Exploring the Kimberley? Explore these places, too
1. Kooljaman at Cape Leveque
Since Cape Leveque is probably the best known spot on the peninsula, let’s start from the top and work our way south.
Kooljaman is an off-grid wilderness camp about 220km north of Broome, in the heart of Bardi Jawi country. It is 100% indigenous owned by the two surrounding Aboriginal Communities of Djarindjin and Ardyaloon (One Arm Point). Famous for its rugged red coastal cliffs and rustic beachfront camping, Kooljaman is a must-stop spot for anyone exploring Australia’s North West. There’s a campground, safari tents and cafe/restaurant. The whole place is amazingly all powered by solar power and local bore water.
Accommodation: Choose between luxe safari tents; ensuited cabins; powered or unpowered campsites or (our personal fave) beach shelters. The beach shelters are adjacent to the eastern beach and comprise of a basic timber structure with palm frond roofing. $140 a night for a basic shelter may seem steep at first, but it’s all about location location. Plus, Kooljaman‘s staff will even drop a crate of firewood to you so you can live out all your campfire cooking dreams.
Getting here: Travel north of Broome along Cape Leveque road for 220km (approx 2-3 hours) until you see the signage and turn-off on the left. 90km of the road is currently unsealed, making the road only suitable for 4×4’s, however the remaining part of the road is currently being sealed (expected completion at the end of 2020).
When to come: Kooljaman is open year-round, however, I recommend avoiding school holidays and also travelling just after rainfall when the red road becomes flooded and boggy.
Indigenous tour: An absolute must-do while you’re visiting Kooljaman is a tour with local indigenous man Brian Lee. Brian is a larger than life character who was born and raised here. His tag-along tour of Hunter Creek will take you to the turquoise waters of the creek with plenty of stories and learning about traditional fishing, crabbing and bush tucker. Book through Kooljaman‘s office. $130 per adult from 8.30 until around 3pm. Your own 4×4 is essential.

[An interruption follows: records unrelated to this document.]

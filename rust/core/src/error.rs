// This Source Code Form is subject to the terms of the Mozilla Public
// License, v. 2.0. If a copy of the MPL was not distributed with this
// file, You can obtain one at https://mozilla.org/MPL/2.0/.

//! Error types for catalog loading and plan matching.

use thiserror::Error;

/// Result type for planrec-core operations
pub type Result<T> = std::result::Result<T, Error>;

/// Errors that can occur while loading a catalog or matching a query
#[derive(Error, Debug)]
pub enum Error {
    /// The catalog source could not be read or does not describe valid plans.
    #[error("failed to load catalog from {source_name}: {reason}")]
    Load { source_name: String, reason: String },

    /// There are no plans to match against.
    #[error("catalog contains no plans")]
    EmptyCatalog,

    /// Query and catalog feature vectors have different lengths.
    #[error("feature dimension mismatch: expected {expected}, got {actual}")]
    DimensionMismatch { expected: usize, actual: usize },

    /// A user query value is out of range.
    #[error("invalid query value for {field}: {value}")]
    InvalidQuery { field: &'static str, value: f64 },
}

impl Error {
    pub(crate) fn load(source_name: impl Into<String>, reason: impl Into<String>) -> Self {
        Error::Load {
            source_name: source_name.into(),
            reason: reason.into(),
        }
    }
}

Brian is a larger than life character who was born and raised here.
Just south of Kooljaman on Thomas Bay is the seaside community of Lombadina, which welcomes visitors with tours, accommodation, a bakery and a gorgeous bush church constructed from corrugated iron. At the arts and crafts centre, visitors can view and purchase souvenirs that are unique to the region, such as traditionally carved pearl shell.
If you’re feeling hungry, grab some fresh bread (Monday, Wednesday and Friday) from Lombadina’s bakery which has been in operation for over 25 years.

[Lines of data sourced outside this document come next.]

// This Source Code Form is subject to the terms of the Mozilla Public
// License, v. 2.0. If a copy of the MPL was not distributed with this
// file, You can obtain one at https://mozilla.org/MPL/2.0/.

//! Command line and environment configuration.

use std::io::{BufRead, Write};
use std::path::PathBuf;

use clap::{Args as ClapArgs, Parser};
use planrec_core::{MatchConfig, RoomCounts, SearchStrategy, UserQuery};
use planrec_render::RenderOptions;

use crate::prompt::{parse_count, parse_dimension, Prompter};

/// Recommend a pre-authored floor plan for a plot size and room program.
///
/// Query values missing from the command line are asked for interactively.
#[derive(Parser, Debug)]
#[command(name = "planrec", author, version, about, long_about = None)]
pub struct Args {
    /// Plan catalog (JSON array of plans)
    #[arg(long, env = "PLANREC_CATALOG", default_value = "plan_db_simple.json")]
    pub catalog: PathBuf,

    /// Candidate search: "exact" (whole catalog) or "clustered" (k-means group only)
    #[arg(long, env = "PLANREC_STRATEGY", default_value_t = SearchStrategy::Exact)]
    pub strategy: SearchStrategy,

    /// Seed for k-means initialisation
    #[arg(long, env = "PLANREC_SEED", default_value_t = 42)]
    pub seed: u64,

    /// Upper bound on the number of k-means groups
    #[arg(long, env = "PLANREC_MAX_CLUSTERS", default_value_t = 4)]
    pub max_clusters: usize,

    /// Number of k-means restarts
    #[arg(long, env = "PLANREC_N_INIT", default_value_t = 10)]
    pub n_init: usize,

    #[command(flatten)]
    pub query: QueryArgs,

    /// SVG output path (default: <plan_id>.svg)
    #[arg(long, env = "PLANREC_SVG")]
    pub svg: Option<PathBuf>,

    /// Also write a PNG rendering
    #[arg(long, env = "PLANREC_PNG")]
    pub png: Option<PathBuf>,

    /// Drawing scale in pixels per meter
    #[arg(long, env = "PLANREC_SCALE", default_value_t = 50.0)]
    pub scale: f64,

    /// Print the match as JSON instead of a text summary
    #[arg(long)]
    pub json: bool,

    /// Skip writing the diagram
    #[arg(long)]
    pub no_render: bool,
}

impl Args {
    pub fn match_config(&self) -> MatchConfig {
        MatchConfig {
            strategy: self.strategy,
            max_clusters: self.max_clusters,
            n_init: self.n_init,
            seed: self.seed,
            ..Default::default()
        }
    }

    pub fn render_options(&self) -> RenderOptions {
        RenderOptions {
            scale: self.scale,
            ..Default::default()
        }
    }
}

/// Plot size and room program
#[derive(ClapArgs, Debug, Default, Clone)]
pub struct QueryArgs {
    /// Plot width in meters
    #[arg(long, env = "PLANREC_WIDTH", value_parser = parse_dimension)]
    pub width: Option<f64>,

    /// Plot height in meters
    #[arg(long, env = "PLANREC_HEIGHT", value_parser = parse_dimension)]
    pub height: Option<f64>,

    #[arg(long, env = "PLANREC_BEDROOMS", value_parser = parse_count)]
    pub bedrooms: Option<u32>,

    #[arg(long, env = "PLANREC_TOILETS", value_parser = parse_count)]
    pub toilets: Option<u32>,

    #[arg(long, env = "PLANREC_PARKING", value_parser = parse_count)]
    pub parking: Option<u32>,

    #[arg(long, env = "PLANREC_SITOUTS", value_parser = parse_count)]
    pub sitouts: Option<u32>,

    #[arg(long, env = "PLANREC_LIVING_ROOMS", value_parser = parse_count)]
    pub living_rooms: Option<u32>,

    #[arg(long, env = "PLANREC_KITCHENS", value_parser = parse_count)]
    pub kitchens: Option<u32>,

    #[arg(long, env = "PLANREC_DININGS", value_parser = parse_count)]
    pub dinings: Option<u32>,
}

impl QueryArgs {
    pub fn is_complete(&self) -> bool {
        self.width.is_some()
            && self.height.is_some()
            && self.count_slots().iter().all(|(_, v)| v.is_some())
    }

    /// Room counts in prompt order
    fn count_slots(&self) -> [(&'static str, Option<u32>); 7] {
        [
            ("Bedroom", self.bedrooms),
            ("Toilet", self.toilets),
            ("Parking", self.parking),
            ("Sitout", self.sitouts),
            ("Living Room", self.living_rooms),
            ("Kitchen", self.kitchens),
            ("Dining", self.dinings),
        ]
    }

    /// Print the banner, then prompt for every missing value on `output`
    pub fn read_interactive<R: BufRead, W: Write>(
        &self,
        input: R,
        output: W,
    ) -> anyhow::Result<UserQuery> {
        let mut prompter = Prompter::new(input, output);
        prompter.say(&"=".repeat(50))?;
        prompter.say("HOUSE PLAN RECOMMENDATION SYSTEM")?;
        prompter.say(&"=".repeat(50))?;
        self.complete(&mut prompter)
    }

    /// Ask for every missing value, then build the query
    pub fn complete<R: BufRead, W: Write>(
        &self,
        prompter: &mut Prompter<R, W>,
    ) -> anyhow::Result<UserQuery> {
        let mut filled = self.clone();

        if filled.width.is_none() {
            filled.width = Some(prompter.ask("Enter plot width (in meters): ", parse_dimension)?);
        }
        if filled.height.is_none() {
            filled.height = Some(prompter.ask("Enter plot height (in meters): ", parse_dimension)?);
        }

        if self.count_slots().iter().any(|(_, v)| v.is_none()) {
            prompter.say("\nEnter number of rooms needed:")?;
            prompter.say(&"-".repeat(50))?;
        }
        let mut counts = [0u32; 7];
        for (slot, (name, given)) in counts.iter_mut().zip(self.count_slots()) {
            *slot = match given {
                Some(v) => v,
                None => prompter.ask(&format!("{}: ", name), parse_count)?,
            };
        }
        let [bedroom, toilet, parking, sitout, living, kitchen, dining] = counts;
        filled.bedrooms = Some(bedroom);
        filled.toilets = Some(toilet);
        filled.parking = Some(parking);
        filled.sitouts = Some(sitout);
        filled.living_rooms = Some(living);
        filled.kitchens = Some(kitchen);
        filled.dinings = Some(dining);

        filled.to_query()
    }

    /// Build the query from fully specified values
    pub fn to_query(&self) -> anyhow::Result<UserQuery> {
        let missing = |name: &str| anyhow::anyhow!("missing query value: {}", name);
        let rooms = RoomCounts {
            parking: self.parking.ok_or_else(|| missing("parking"))?,
            sitout: self.sitouts.ok_or_else(|| missing("sitouts"))?,
            living_room: self.living_rooms.ok_or_else(|| missing("living rooms"))?,
            bedroom: self.bedrooms.ok_or_else(|| missing("bedrooms"))?,
            kitchen: self.kitchens.ok_or_else(|| missing("kitchens"))?,
            dining: self.dinings.ok_or_else(|| missing("dinings"))?,
            toilet: self.toilets.ok_or_else(|| missing("toilets"))?,
        };
        let width = self.width.ok_or_else(|| missing("width"))?;
        let height = self.height.ok_or_else(|| missing("height"))?;
        Ok(UserQuery::new(width, height, rooms)?)
    }
}

#[cfg(test)]
mod tests {
    use super::*;
    use clap::CommandFactory;
    use std::io::Cursor;

    #[test]
    fn test_cli_definition() {
        Args::command().debug_assert();
    }

    #[test]
    fn test_full_query_from_flags() {
        let args = Args::try_parse_from([
            "planrec",
            "--width", "12",
            "--height", "15",
            "--bedrooms", "2",
            "--toilets", "2",
            "--parking", "1",
            "--sitouts", "1",
            "--living-rooms", "1",
            "--kitchens", "1",
            "--dinings", "1",
            "--strategy", "clustered",
            "--seed", "7",
        ])
        .unwrap();

        assert!(args.query.is_complete());
        let query = args.query.to_query().unwrap();
        assert_eq!(
            query.uiiv().as_slice(),
            &[12.0, 15.0, 1.0, 1.0, 1.0, 2.0, 1.0, 1.0, 2.0]
        );

        let config = args.match_config();
        assert_eq!(config.strategy, SearchStrategy::Clustered);
        assert_eq!(config.seed, 7);
        assert_eq!(config.max_clusters, 4);
    }

    #[test]
    fn test_rejects_bad_flag_values() {
        assert!(Args::try_parse_from(["planrec", "--width", "-4"]).is_err());
        assert!(Args::try_parse_from(["planrec", "--bedrooms", "two"]).is_err());
        assert!(Args::try_parse_from(["planrec", "--strategy", "fuzzy"]).is_err());
    }

    #[test]
    fn test_prompts_only_for_missing_values() {
        let query_args = QueryArgs {
            width: Some(10.0),
            bedrooms: Some(3),
            toilets: Some(2),
            ..Default::default()
        };
        assert!(!query_args.is_complete());

        // height, then parking, sitout, living room, kitchen, dining
        let input = "x\n15\n1\n0\n1\n1\n-1\n1\n";
        let mut prompter = Prompter::new(Cursor::new(input.as_bytes().to_vec()), Vec::new());
        let query = query_args.complete(&mut prompter).unwrap();
        assert_eq!(
            query.uiiv().as_slice(),
            &[10.0, 15.0, 1.0, 0.0, 1.0, 3.0, 1.0, 1.0, 2.0]
        );
    }

    #[test]
    fn test_interactive_output_goes_to_given_writer() {
        let query_args = QueryArgs {
            width: Some(10.0),
            height: Some(8.0),
            ..Default::default()
        };
        let mut output = Vec::new();
        let query = query_args
            .read_interactive(Cursor::new(b"2\n1\n1\n0\n1\n1\n1\n".to_vec()), &mut output)
            .unwrap();
        assert_eq!(
            query.uiiv().as_slice(),
            &[10.0, 8.0, 1.0, 0.0, 1.0, 2.0, 1.0, 1.0, 1.0]
        );

        let text = String::from_utf8(output).unwrap();
        assert!(text.starts_with(&"=".repeat(50)));
        assert!(text.contains("HOUSE PLAN RECOMMENDATION SYSTEM"));
        assert!(text.contains("Bedroom: "));
        assert!(!text.contains("plot width"));
    }

    #[test]
    fn test_incomplete_query() {
        let err = QueryArgs::default().to_query().unwrap_err();
        assert!(err.to_string().starts_with("missing query value"));
    }
}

There’s a range of tours to join at Lombadina including mudcrabbing, kayaking and fishing. It’s $10 for a day visit, payable at the office upon arrival. If you need petrol, there’s a roadhouse at the community’s entrance (Djarindjin Roadhouse on Cape Leveque Road) with a few supplies such as sandwiches, fruit, icecreams and drinks.

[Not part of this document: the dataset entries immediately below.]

// This Source Code Form is subject to the terms of the Mozilla Public
// License, v. 2.0. If a copy of the MPL was not distributed with this
// file, You can obtain one at https://mozilla.org/MPL/2.0/.

//! Raster rendering of a plan
//!
//! Same layout as the SVG output, without text: raster text would need a
//! bundled font.

use std::path::Path;

use image::{ImageFormat, Rgb, RgbImage};
use imageproc::drawing::draw_hollow_rect_mut;
use imageproc::rect::Rect;
use planrec_core::PlanRecord;

use crate::error::RenderError;
use crate::frame::{Frame, PixelRect, RenderOptions};
use crate::palette::RoomKind;

const WHITE: Rgb<u8> = Rgb([255, 255, 255]);
const BLACK: Rgb<u8> = Rgb([0, 0, 0]);
const RED: Rgb<u8> = Rgb([255, 0, 0]);

const ROOM_OUTLINE_PX: i32 = 2;
const BORDER_PX: i32 = 3;

/// Largest canvas side, in pixels, that [`render_raster`] will allocate
pub const MAX_CANVAS_PX: u32 = 16_384;

/// Render a plan into an RGB image
///
/// Fails with [`RenderError::InvalidOptions`] when the canvas would exceed
/// [`MAX_CANVAS_PX`] on either side. Rooms reaching outside the canvas are
/// clipped.
pub fn render_raster(plan: &PlanRecord, options: &RenderOptions) -> Result<RgbImage, RenderError> {
    options.validate()?;
    let frame = Frame::new(plan, options);
    let limit = MAX_CANVAS_PX as f64;
    if !(frame.width <= limit && frame.height <= limit) {
        return Err(RenderError::InvalidOptions(format!(
            "canvas of {:.0}x{:.0} px exceeds {} px per side; lower the scale",
            frame.width, frame.height, MAX_CANVAS_PX
        )));
    }
    let width = frame.width.ceil().max(1.0) as u32;
    let height = frame.height.ceil().max(1.0) as u32;
    let mut img = RgbImage::from_pixel(width, height, WHITE);

    for room in &plan.rooms {
        let r = frame.rect(&room.rect);
        let color = RoomKind::classify(&room.label).color();
        blend_rect(&mut img, &r, color, options.fill_opacity);
        outline_rect(&mut img, &r, BLACK, ROOM_OUTLINE_PX);
    }

    let border = PixelRect {
        x: frame.x(0.0),
        y: frame.y(plan.plot_height),
        width: frame.span(plan.plot_width),
        height: frame.span(plan.plot_height),
    };
    outline_rect(&mut img, &border, RED, BORDER_PX);

    Ok(img)
}

/// Render and write a PNG file
pub fn write_png(
    path: impl AsRef<Path>,
    plan: &PlanRecord,
    options: &RenderOptions,
) -> Result<(), RenderError> {
    let img = render_raster(plan, options)?;
    img.save_with_format(path.as_ref(), ImageFormat::Png)?;
    tracing::debug!(
        path = %path.as_ref().display(),
        width = img.width(),
        height = img.height(),
        "Wrote PNG"
    );
    Ok(())
}

/// Alpha-blend `color` over the pixels covered by `rect`
fn blend_rect(img: &mut RgbImage, rect: &PixelRect, color: Rgb<u8>, alpha: f64) {
    let (x0, x1) = clamp_span(rect.x, rect.x + rect.width, img.width());
    let (y0, y1) = clamp_span(rect.y, rect.y + rect.height, img.height());
    for y in y0..y1 {
        for x in x0..x1 {
            let px = img.get_pixel_mut(x, y);
            for c in 0..3 {
                let under = px.0[c] as f64;
                let over = color.0[c] as f64;
                px.0[c] = (alpha * over + (1.0 - alpha) * under).round() as u8;
            }
        }
    }
}

/// Outline of `thickness` pixels, grown outwards from the rectangle edge
///
/// Edges are clamped just outside the canvas first, so rectangles far off
/// the canvas stay within `i32` range and draw only their visible part.
fn outline_rect(img: &mut RgbImage, rect: &PixelRect, color: Rgb<u8>, thickness: i32) {
    let pad = f64::from(thickness + 1);
    let clip = |v: f64, limit: u32| v.round().clamp(-pad, limit as f64 + pad) as i32;
    let left = clip(rect.x, img.width());
    let top = clip(rect.y, img.height());
    let right = clip(rect.x + rect.width, img.width());
    let bottom = clip(rect.y + rect.height, img.height());
    let w = (right - left).max(1);
    let h = (bottom - top).max(1);
    for t in 0..thickness {
        let r = Rect::at(left - t, top - t).of_size((w + 2 * t) as u32, (h + 2 * t) as u32);
        draw_hollow_rect_mut(img, r, color);
    }
}

fn clamp_span(start: f64, end: f64, limit: u32) -> (u32, u32) {
    let lo = start.round().clamp(0.0, limit as f64) as u32;
    let hi = end.round().clamp(0.0, limit as f64) as u32;
    (lo, hi.max(lo))
}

Accommodation: Choose between ensuited apartments, self contained cabins and unpowered bush camping. Bush camping from $50 per site, per night. Be sure to keep all valuables inside your vehicle.
Getting here: See above instructions to get to Kooljaman. Lombadina is just before Kooljaman’s turn-off, approx. 200km north of Broome. When you see Djarindjin Roadhouse, turn left and follow the red dirt to the community.
When to come: Same as Kooljaman. During Wet Season, phone ahead with bookings and enquiries (08) 91924936.
3. Cygnet Bay Pearl Farm
Owned and operated by the Brown family for more than 70 years, Cygnet Bay is Australia’s oldest operating pearl farm.
Cygnet Bay pearl farm is just 15km north of Lombadina on the eastern side of the Dampier Peninsula, owned and operated by the Brown family for more than 70 years. Cygnet Bay is Australia’s oldest operating pearl farm. The pearl farm recently opened their gate to tourists and they offer camping, glamping in safari tents, boat tours and a restaurant and pool that has sweeping views over the bay. Of course, they also have a pearl showroom and they offer tours that provide an insight into the South Sea pearls cultured pearling industry.
Accommodation: Choose between African style safari tents, pearlers shacks, the original Master Pearler’s residence or a campsite which is $45 per night. Call (08) 9192 4283 to book.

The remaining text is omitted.